EvilZone
Hacking and Security => Hacking and Security => : bubzuru November 01, 2011, 12:36:00 AM
-
this realy turns me on, just think what the .net framework can do
then watch this
https://media.defcon.org/dc-18/video/DEF%20CON%2018%20Hacking%20Conference%20Presentation%20By%20-%20David%20Kennedy%20and%20Josh%20Kelley%20-%20Powershell%20omfg%20-%20Video.m4v
-
I'm not sure about the "Set-ExecutionPolicy" thing not meant for security. In the security section of his book, Bruce Payette(Co-Designer of powershell) goes on about a virus and a worm written in powershell, and then a method to counter it:
13.3.1 No execution of scripts by default
PowerShell is installed in such a way that it won’t run scripts by default. It can only be
used as an interactive command interpreter.
Before scripts can be run, the user has to take explicit action to change the execution
policy for PowerShell to allow script execution. In the default configuration, the
only way to execute code is if the user manually starts PowerShell and types commands
in at the prompt. This is covered in detail in the section 13.3.3.
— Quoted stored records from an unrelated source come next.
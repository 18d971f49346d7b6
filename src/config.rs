use crate::sidecar::PortRange;
use crate::AppConfig;
use anyhow::Context;
use serde::Deserialize;
use std::fs::File;
use std::io::BufReader;
use std::sync::Arc;

#[derive(Deserialize, Debug, Default)]
pub struct Config {
    #[serde(default)]
    pub ports: Ports,
    pub service_definitions_path: Option<String>,
    #[serde(default)]
    pub tokens: Tokens,
}

#[derive(Deserialize, Debug, Clone, Copy)]
pub struct Ports {
    #[serde(default = "default_sidecar_min_port")]
    pub sidecar_min_port: u16,
    #[serde(default = "default_sidecar_max_port")]
    pub sidecar_max_port: u16,
}

impl Default for Ports {
    fn default() -> Self {
        Self {
            sidecar_min_port: default_sidecar_min_port(),
            sidecar_max_port: default_sidecar_max_port(),
        }
    }
}

impl Ports {
    pub fn sidecar_range(&self) -> anyhow::Result<PortRange> {
        Ok(PortRange::new(self.sidecar_min_port, self.sidecar_max_port)?)
    }
}

fn default_sidecar_min_port() -> u16 {
    21000
}

fn default_sidecar_max_port() -> u16 {
    21255
}

#[derive(Deserialize, Debug, Clone, Default)]
pub struct Tokens {
    #[serde(default)]
    pub default: String,
}

pub fn load_config() -> anyhow::Result<AppConfig> {
    let config_path = get_config_path()?;
    let file = File::open(&config_path)
        .with_context(|| format!("Failed to open config file {}", &config_path))?;

    let config: Config = serde_yaml::from_reader(BufReader::new(file))
        .with_context(|| format!("Failed to parse config file {}", &config_path))?;
    config.ports.sidecar_range()?;

    Ok(Arc::new(config))
}

fn get_config_path() -> anyhow::Result<String> {
    use std::env;
    use tracing::info;

    env::var("APP_CONFIG").or_else(|e| {
        info!(
            error = format!("{:?}", e).as_str(),
            "Missing or invalid APP_CONFIG env var, fallback to config.yml"
        );
        Ok("config.yml".to_string())
    })
}
use std::sync::Arc;

pub mod agent;
pub mod config;
pub mod service;
pub mod sidecar;
pub mod utils;

pub type AppConfig = Arc<config::Config>;
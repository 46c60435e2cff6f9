// SPDX-License-Identifier: Apache-2.0

//! linear-ai-cli - Convert free-form text to Linear issues from the terminal.
//!
//! Two flows share one credential file: `init` stores the OpenAI and Linear
//! API keys, `process-text` turns a piece of text into issue proposals and
//! creates the selected ones in Linear.

mod ai;
mod cli;
mod commands;
mod credentials;
mod error;
mod linear;
mod logging;

use clap::Parser;
use console::style;

use crate::cli::Cli;

#[tokio::main]
async fn main() {
    let cli = Cli::parse();
    logging::init_logging();

    if let Err(e) = commands::run(cli.command).await {
        let formatted = error::format_error(&e);
        eprintln!("{} {formatted}", style("Error:").red().bold());
        std::process::exit(1);
    }
}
So PowerShell is secure by default because it doesn’t do much of anything. Now
let’s see how to make it useful by enabling script execution. But first, we’ll cover a
somewhat more mundane topic. PowerShell uses the PATH environment variable to
find commands. This has some security implications, so we’ll review those first before
we talk abut how to enable scripting.
Worth a read(Windows PowerShell In Action[6.83MB]):
http://www.mediafire.com/?0arx0z08gaya5f3 (http://www.mediafire.com/?0arx0z08gaya5f3)
-
The link doesnt work for me im not sure if its the same for everyone
-
The link doesnt work for me im not sure if its the same for everyone
Does work for me ;),